» **What you need to do**
Copy the lines below exactly, starting at the line that contains "run to completion." and stopping after the last line, and include no other lines.

(Source records)
▼▼▼

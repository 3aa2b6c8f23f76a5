//! Number-theoretic shortcuts that classify a size without consulting the oracle.
//!
//! A prime `p` attaches only to vertex 1, which is always FALSE, so `p` joins TRUE and
//! nothing else moves. For "twice a prime" sizes the partition is derived from the
//! previous one and the status of vertex 2.

use std::collections::BTreeSet;
use std::fmt;
use std::str::FromStr;

use serde::{Deserialize, Serialize};

use crate::error::ConfigError;
use crate::graph::{DivisorGraph, Vertex};
use crate::partition::{Partition, Verdict};

/// Smallest size at which the shortcuts may fire.
pub const DEFAULT_THRESHOLD: usize = 12;

// ============================================================================
// PrimeSet
// ============================================================================

/// Positions whose degree was exactly 1 when they were added to the graph.
#[derive(Clone, Debug, Default, PartialEq, Eq)]
pub struct PrimeSet {
    primes: BTreeSet<Vertex>,
}

impl PrimeSet {
    /// Creates an empty set.
    pub fn new() -> Self {
        Self::default()
    }

    /// Records `n` if it was just added to `graph` with degree 1. Returns whether it was.
    ///
    /// Must be called right after `graph.extend(n)`, before any larger vertex exists.
    pub fn observe(&mut self, graph: &DivisorGraph, n: Vertex) -> bool {
        debug_assert_eq!(graph.order(), n, "observe must follow extend({n})");
        if graph.degree(n) == 1 {
            self.primes.insert(n);
            true
        } else {
            false
        }
    }

    /// Returns whether `n` was recorded.
    #[inline]
    pub fn contains(&self, n: Vertex) -> bool {
        self.primes.contains(&n)
    }

    /// Number of recorded primes.
    pub fn len(&self) -> usize {
        self.primes.len()
    }

    /// Returns `true` if no prime was recorded.
    pub fn is_empty(&self) -> bool {
        self.primes.is_empty()
    }

    /// Recorded primes, ascending.
    pub fn iter(&self) -> impl Iterator<Item = Vertex> + '_ {
        self.primes.iter().copied()
    }
}

// ============================================================================
// Parity test
// ============================================================================

/// How the "twice a prime" branch decides that `n` is even.
///
/// `Bitwise` reproduces the historical test `n & 2 == 0`, which is not an evenness test:
/// every `n = 2p` with `p` an odd prime has bit 1 set, so above the threshold the branch
/// never fires. `Modulo` uses `n % 2 == 0` and does fire, yielding the same partitions
/// as direct computation.
#[derive(Clone, Copy, Debug, Default, PartialEq, Eq, Serialize, Deserialize)]
#[serde(rename_all = "lowercase")]
pub enum ParityTest {
    /// `n & 2 == 0`.
    #[default]
    Bitwise,
    /// `n % 2 == 0`.
    Modulo,
}

impl ParityTest {
    /// Returns whether `n` passes the parity gate.
    #[inline]
    pub fn admits(self, n: usize) -> bool {
        match self {
            ParityTest::Bitwise => n & 2 == 0,
            ParityTest::Modulo => n % 2 == 0,
        }
    }
}

impl fmt::Display for ParityTest {
    fn fmt(&self, f: &mut fmt::Formatter<'_>) -> fmt::Result {
        f.write_str(match self {
            ParityTest::Bitwise => "bitwise",
            ParityTest::Modulo => "modulo",
        })
    }
}

impl FromStr for ParityTest {
    type Err = ConfigError;

    fn from_str(s: &str) -> Result<Self, Self::Err> {
        match s.to_ascii_lowercase().as_str() {
            "bitwise" => Ok(ParityTest::Bitwise),
            "modulo" => Ok(ParityTest::Modulo),
            _ => Err(ConfigError::UnknownName {
                kind: "parity test",
                name: s.to_owned(),
                expected: "bitwise, modulo",
            }),
        }
    }
}

// ============================================================================
// PrimeShortcut
// ============================================================================

/// Shortcut settings.
#[derive(Clone, Copy, Debug, PartialEq, Eq, Serialize, Deserialize)]
#[serde(default)]
pub struct ShortcutConfig {
    /// Whether the shortcuts are consulted at all.
    pub enabled: bool,
    /// Smallest size at which they may fire.
    pub threshold: usize,
    /// Evenness test used by the twice-a-prime branch.
    pub parity: ParityTest,
}

impl Default for ShortcutConfig {
    fn default() -> Self {
        Self {
            enabled: true,
            threshold: DEFAULT_THRESHOLD,
            parity: ParityTest::Bitwise,
        }
    }
}

impl ShortcutConfig {
    /// Shortcuts switched off; every size goes through a strategy.
    pub fn disabled() -> Self {
        Self {
            enabled: false,
            ..Self::default()
        }
    }
}

/// Which shortcut applies to a size.
#[derive(Clone, Copy, Debug, PartialEq, Eq)]
pub enum Shortcut {
    /// `n` is prime.
    Prime,
    /// `n` passed the parity gate and `n / 2` is prime.
    TwicePrime,
}

impl Shortcut {
    /// Picks the shortcut for size `n`, if any.
    ///
    /// The caller is responsible for only asking once a previous partition exists and
    /// `n` is at least the minimum board size.
    pub fn select(config: &ShortcutConfig, primes: &PrimeSet, n: usize) -> Option<Self> {
        if !config.enabled || n < config.threshold {
            return None;
        }
        if primes.contains(n) {
            Some(Shortcut::Prime)
        } else if config.parity.admits(n) && primes.contains(n / 2) {
            Some(Shortcut::TwicePrime)
        } else {
            None
        }
    }

    /// Derives the partition for `n` from the one for `n - 1`.
    pub fn apply(self, n: usize, previous: &Partition) -> Partition {
        let mut next = previous.clone();
        match self {
            Shortcut::Prime => next.set(n, Verdict::True),
            Shortcut::TwicePrime => {
                let half = n / 2;
                let moved = if next.falses().contains(&2) {
                    Verdict::False
                } else {
                    Verdict::True
                };
                next.set(n, Verdict::False);
                next.set(half, moved);
            }
        }
        next
    }

    /// Whether the maximum matching weight is unchanged from `n - 1` to `n`.
    ///
    /// A matching carried over from an earlier step stays maximum only across these.
    #[inline]
    pub fn keeps_weight(self) -> bool {
        matches!(self, Shortcut::Prime)
    }
}

// ============================================================================
// Tests
// ============================================================================
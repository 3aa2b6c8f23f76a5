//! Error types for the classification engine and its collaborators.

use crate::graph::Vertex;

/// Rejected configuration. Raised before any graph or thread work begins.
#[derive(Clone, Debug, PartialEq, Eq, thiserror::Error)]
pub enum ConfigError {
    /// A parallel execution was requested with zero or a negative number of workers.
    #[error("worker count must be positive, got {got}")]
    NonPositiveWorkers {
        /// The rejected worker count.
        got: i64,
    },

    /// The requested maximum board size was zero.
    #[error("maximum board size must be positive")]
    EmptyRange,

    /// The minimum board size leaves vertex 1 without the fixed FALSE base case.
    #[error("minimum board size must be at least 2, got {got}")]
    MinimumSize {
        /// The rejected minimum size.
        got: usize,
    },

    /// A strategy or parity name that does not parse.
    #[error("unknown {kind} `{name}` (expected one of: {expected})")]
    UnknownName {
        /// What was being parsed.
        kind: &'static str,
        /// The rejected input.
        name: String,
        /// Accepted spellings.
        expected: &'static str,
    },
}

/// Fatal errors raised while classifying a range of board sizes.
#[derive(Debug, thiserror::Error)]
pub enum EngineError {
    /// The configuration was rejected.
    #[error(transparent)]
    Config(#[from] ConfigError),

    /// The matching oracle returned something that is not an exact maximum matching
    /// of the graph it was queried with.
    #[error("matching oracle contract violated at size {size}: {details}")]
    OracleContract {
        /// Board size of the step that issued the query.
        size: usize,
        /// What was wrong with the returned matching.
        details: String,
    },

    /// The worker pool could not be created.
    #[error("failed to build worker pool: {0}")]
    ThreadPool(#[from] rayon::ThreadPoolBuildError),

    /// A worker panicked, or found the shared to-check set poisoned, and sent no report.
    #[error("worker failed during size {size} (received {received} of {expected} reports)")]
    WorkerPanicked {
        /// Board size of the step.
        size: usize,
        /// Reports that made it past the barrier.
        received: usize,
        /// Number of workers that were started.
        expected: usize,
    },
}

/// Errors raised by the reference dataset loader.
#[derive(Debug, thiserror::Error)]
pub enum ReferenceError {
    /// The dataset file could not be read.
    #[error("failed to read reference dataset {path}: {source}")]
    Io {
        /// Path that was opened.
        path: String,
        /// Underlying I/O error.
        #[source]
        source: std::io::Error,
    },

    /// A TRUE/FALSE line has no bracketed list or contains a non-integer entry.
    #[error("malformed reference line {line}: {details}")]
    Malformed {
        /// 1-based line number.
        line: usize,
        /// What could not be parsed.
        details: String,
    },

    /// Board size 0 was requested.
    #[error("board size must be positive")]
    NonPositiveSize,

    /// The requested size is beyond the last entry in the dataset.
    #[error("board size {size} exceeds the reference dataset maximum of {max}")]
    OutOfRange {
        /// Requested size.
        size: usize,
        /// Largest size the dataset covers.
        max: usize,
    },

    /// A vertex outside `1..=size` was listed for a board size.
    #[error("reference entry for size {size} lists vertex {vertex}")]
    VertexOutOfRange {
        /// Board size of the entry.
        size: usize,
        /// Offending vertex.
        vertex: Vertex,
    },
}

/// Errors raised while running a benchmark suite.
#[derive(Debug, thiserror::Error)]
pub enum HarnessError {
    /// A trial could not run to completion.
    #[error(transparent)]
    Engine(#[from] EngineError),

    /// The results report could not be written.
    #[error("failed to write results report: {0}")]
    Report(#[from] std::io::Error),
}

▲▲▲

» **Solution to the problem**
    /// A trial could not run to completion.
    #[error(transparent)]
    Engine(#[from] EngineError),

    /// The results report could not be written.
    #[error("failed to write results report: {0}")]
    Report(#[from] std::io::Error),
}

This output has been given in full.